Your objective.
Could you write out the listing below again, exactly?

------------------------

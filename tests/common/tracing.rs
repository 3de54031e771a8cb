use tracing_subscriber::filter::LevelFilter;

pub fn init_subscriber() {
    // Every test calls this. Only the first call in a test binary installs the subscriber.
    let _ = tracing_subscriber::fmt()
        .with_max_level(LevelFilter::TRACE)
        .with_test_writer()
        .with_target(false)
        .try_init();
}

------------------------

Response to the exercise.
filename tests/common/tracing.rs
repository 3de54031e771a8cb
use tracing_subscriber::filter::LevelFilter;

pub fn init_subscriber() {
    // Every test calls this. Only the first call in a test binary installs the subscriber.
    let _ = tracing_subscriber::fmt()
        .with_max_level(LevelFilter::TRACE)
        .with_test_writer()
        .with_target(false)
        .try_init();
}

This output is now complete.